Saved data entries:
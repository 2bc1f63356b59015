//! Command lines for each supported database's dump and restore tools.
//!
//! A dialect only builds [`Invocation`]s; running them, timeouts and
//! output capture belong to the [`ToolRunner`](super::ToolRunner).

use super::naming::BackupFormat;
use super::tool::Invocation;
use bistro_store::SCHEMA_SQL;
use std::path::{Path, PathBuf};

/// How to dump, truncate, load and repair one kind of database.
pub trait DumpDialect: Send + Sync {
    /// Short name for logs.
    fn name(&self) -> &str;

    /// Leading bytes of a custom-format dump.
    fn custom_magic(&self) -> &'static [u8];

    /// Cheap invocation that proves the dump tool is installed.
    fn dump_probe(&self) -> Invocation;

    /// Cheap invocation that proves the tool used to load `format` is installed.
    fn load_probe(&self, format: BackupFormat) -> Invocation;

    /// Round trip against the live database.
    fn check_connection(&self) -> Invocation;

    /// Writes a dump of the live database to `output`.
    fn dump(&self, format: BackupFormat, output: &Path) -> Invocation;

    /// Terminates other sessions on the database, if the engine has any.
    fn terminate_connections(&self) -> Option<Invocation>;

    /// Creates missing tables before a plain load.
    fn prepare_schema(&self) -> Invocation;

    /// Empties both tables with referential checks suspended.
    fn truncate(&self) -> Invocation;

    /// Loads `input` into the emptied tables.
    fn load(&self, format: BackupFormat, input: &Path) -> Invocation;

    /// Moves id counters past the largest restored id.
    fn repair_sequences(&self) -> Invocation;
}

fn quoted(path: &Path) -> String {
    format!("'{}'", path.display().to_string().replace('\'', "''"))
}

/// SQLite through the `sqlite3` shell.
///
/// Custom dumps are page-level copies made with `.backup` and restored
/// with `.restore`. Plain dumps hold data only; the schema comes from
/// [`SCHEMA_SQL`].
#[derive(Debug, Clone)]
pub struct SqliteDialect {
    program: PathBuf,
    database: PathBuf,
}

impl SqliteDialect {
    /// Dialect for the database file at `database`, using `sqlite3` from `PATH`.
    pub fn new(database: impl Into<PathBuf>) -> Self {
        Self {
            program: PathBuf::from("sqlite3"),
            database: database.into(),
        }
    }

    /// Uses a specific `sqlite3` binary.
    #[must_use]
    pub fn with_program(mut self, program: impl Into<PathBuf>) -> Self {
        self.program = program.into();
        self
    }

    fn shell(&self) -> Invocation {
        Invocation::new(self.program.display().to_string()).arg(self.database.as_os_str())
    }
}

impl DumpDialect for SqliteDialect {
    fn name(&self) -> &str {
        "sqlite"
    }

    fn custom_magic(&self) -> &'static [u8] {
        b"SQLite format 3\0"
    }

    fn dump_probe(&self) -> Invocation {
        Invocation::new(self.program.display().to_string()).arg("-version")
    }

    fn load_probe(&self, _format: BackupFormat) -> Invocation {
        self.dump_probe()
    }

    fn check_connection(&self) -> Invocation {
        self.shell().arg("SELECT 1;")
    }

    fn dump(&self, format: BackupFormat, output: &Path) -> Invocation {
        match format {
            BackupFormat::Custom => self.shell().arg(format!(".backup {}", quoted(output))),
            BackupFormat::Plain => self
                .shell()
                .arg(format!(".output {}", quoted(output)))
                .arg(".dump --data-only"),
        }
    }

    fn terminate_connections(&self) -> Option<Invocation> {
        None
    }

    fn prepare_schema(&self) -> Invocation {
        self.shell().arg(SCHEMA_SQL)
    }

    fn truncate(&self) -> Invocation {
        self.shell().arg(
            "PRAGMA foreign_keys=OFF; \
             DELETE FROM reviews; \
             DELETE FROM restaurants; \
             PRAGMA foreign_keys=ON;",
        )
    }

    fn load(&self, format: BackupFormat, input: &Path) -> Invocation {
        match format {
            BackupFormat::Custom => self.shell().arg(format!(".restore {}", quoted(input))),
            BackupFormat::Plain => Invocation::new(self.program.display().to_string())
                .arg("-bail")
                .arg(self.database.as_os_str())
                .arg(format!(".read {}", quoted(input))),
        }
    }

    fn repair_sequences(&self) -> Invocation {
        self.shell().arg(
            "DELETE FROM sqlite_sequence WHERE name IN ('restaurants', 'reviews'); \
             INSERT INTO sqlite_sequence (name, seq) SELECT 'restaurants', COALESCE(MAX(id), 0) FROM restaurants; \
             INSERT INTO sqlite_sequence (name, seq) SELECT 'reviews', COALESCE(MAX(id), 0) FROM reviews;",
        )
    }
}

/// Tables for a plain PostgreSQL restore into an empty database.
pub const POSTGRES_SCHEMA_SQL: &str = "
CREATE TABLE IF NOT EXISTS restaurants (
    id       BIGSERIAL PRIMARY KEY,
    name     VARCHAR(255) NOT NULL UNIQUE,
    location VARCHAR(255) NOT NULL,
    rating   DOUBLE PRECISION NOT NULL DEFAULT 0
);
CREATE TABLE IF NOT EXISTS reviews (
    id            BIGSERIAL PRIMARY KEY,
    restaurant_id BIGINT NOT NULL REFERENCES restaurants(id) ON DELETE CASCADE,
    rating        INTEGER NOT NULL CHECK (rating BETWEEN 1 AND 5),
    comment       TEXT NOT NULL DEFAULT '',
    created_at    TIMESTAMPTZ NOT NULL,
    updated_at    TIMESTAMPTZ
);
";

/// PostgreSQL through `pg_dump`, `pg_restore` and `psql`.
///
/// Connection settings reach the tools only through `PGHOST`, `PGPORT`,
/// `PGUSER`, `PGPASSWORD` and `PGDATABASE`.
#[derive(Clone)]
pub struct PostgresDialect {
    host: String,
    port: u16,
    user: String,
    password: String,
    database: String,
    bin_dir: Option<PathBuf>,
}

impl PostgresDialect {
    /// Dialect for `database` on `localhost:5432`.
    pub fn new(
        database: impl Into<String>,
        user: impl Into<String>,
        password: impl Into<String>,
    ) -> Self {
        Self {
            host: "localhost".to_string(),
            port: 5432,
            user: user.into(),
            password: password.into(),
            database: database.into(),
            bin_dir: None,
        }
    }

    /// Sets host and port.
    #[must_use]
    pub fn with_server(mut self, host: impl Into<String>, port: u16) -> Self {
        self.host = host.into();
        self.port = port;
        self
    }

    /// Looks for the client tools in `dir` instead of `PATH`.
    #[must_use]
    pub fn with_bin_dir(mut self, dir: impl Into<PathBuf>) -> Self {
        self.bin_dir = Some(dir.into());
        self
    }

    fn tool(&self, name: &str) -> Invocation {
        let program = match &self.bin_dir {
            Some(dir) => dir.join(name).display().to_string(),
            None => name.to_string(),
        };
        Invocation::new(program)
            .env("PGHOST", &self.host)
            .env("PGPORT", self.port.to_string())
            .env("PGUSER", &self.user)
            .env("PGPASSWORD", &self.password)
            .env("PGDATABASE", &self.database)
    }

    fn psql(&self, sql: &str) -> Invocation {
        self.tool("psql")
            .args(["-X", "-q", "-v", "ON_ERROR_STOP=1", "-c"])
            .arg(sql)
    }
}

impl std::fmt::Debug for PostgresDialect {
    fn fmt(&self, f: &mut std::fmt::Formatter<'_>) -> std::fmt::Result {
        f.debug_struct("PostgresDialect")
            .field("host", &self.host)
            .field("port", &self.port)
            .field("user", &self.user)
            .field("database", &self.database)
            .finish_non_exhaustive()
    }
}

impl DumpDialect for PostgresDialect {
    fn name(&self) -> &str {
        "postgres"
    }

    fn custom_magic(&self) -> &'static [u8] {
        b"PGDMP"
    }

    fn dump_probe(&self) -> Invocation {
        self.tool("pg_dump").arg("--version")
    }

    fn load_probe(&self, format: BackupFormat) -> Invocation {
        match format {
            BackupFormat::Custom => self.tool("pg_restore").arg("--version"),
            BackupFormat::Plain => self.tool("psql").arg("--version"),
        }
    }

    fn check_connection(&self) -> Invocation {
        self.psql("SELECT 1")
    }

    fn dump(&self, format: BackupFormat, output: &Path) -> Invocation {
        let inv = match format {
            BackupFormat::Custom => self.tool("pg_dump").args(["--format=c", "--blobs"]),
            BackupFormat::Plain => self.tool("pg_dump").args(["--format=p", "--data-only"]),
        };
        let mut file = std::ffi::OsString::from("--file=");
        file.push(output.as_os_str());
        inv.args(["--encoding=UTF8", "--verbose"]).arg(file)
    }

    fn terminate_connections(&self) -> Option<Invocation> {
        Some(self.psql(
            "SELECT pg_terminate_backend(pid) FROM pg_stat_activity \
             WHERE datname = current_database() AND pid <> pg_backend_pid()",
        ))
    }

    fn prepare_schema(&self) -> Invocation {
        self.psql(POSTGRES_SCHEMA_SQL)
    }

    fn truncate(&self) -> Invocation {
        self.psql(
            "SET session_replication_role = replica; \
             TRUNCATE TABLE reviews, restaurants; \
             SET session_replication_role = origin;",
        )
    }

    fn load(&self, format: BackupFormat, input: &Path) -> Invocation {
        match format {
            BackupFormat::Custom => self
                .tool("pg_restore")
                .args(["--data-only", "--no-owner", "--verbose", "-d"])
                .arg(&self.database)
                .arg(input.as_os_str()),
            BackupFormat::Plain => self
                .tool("psql")
                .args(["-X", "-v", "ON_ERROR_STOP=1", "-f"])
                .arg(input.as_os_str()),
        }
    }

    fn repair_sequences(&self) -> Invocation {
        self.psql(
            "SELECT setval('public.restaurants_id_seq', COALESCE((SELECT MAX(id) FROM public.restaurants), 1), true); \
             SELECT setval('public.reviews_id_seq', COALESCE((SELECT MAX(id) FROM public.reviews), 1), true);",
        )
    }
}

### Problem details
Return every line above that contains the word "PGPORT".

### Solution to this problem
/// Connection settings reach the tools only through `PGHOST`, `PGPORT`,
            .env("PGPORT", self.port.to_string())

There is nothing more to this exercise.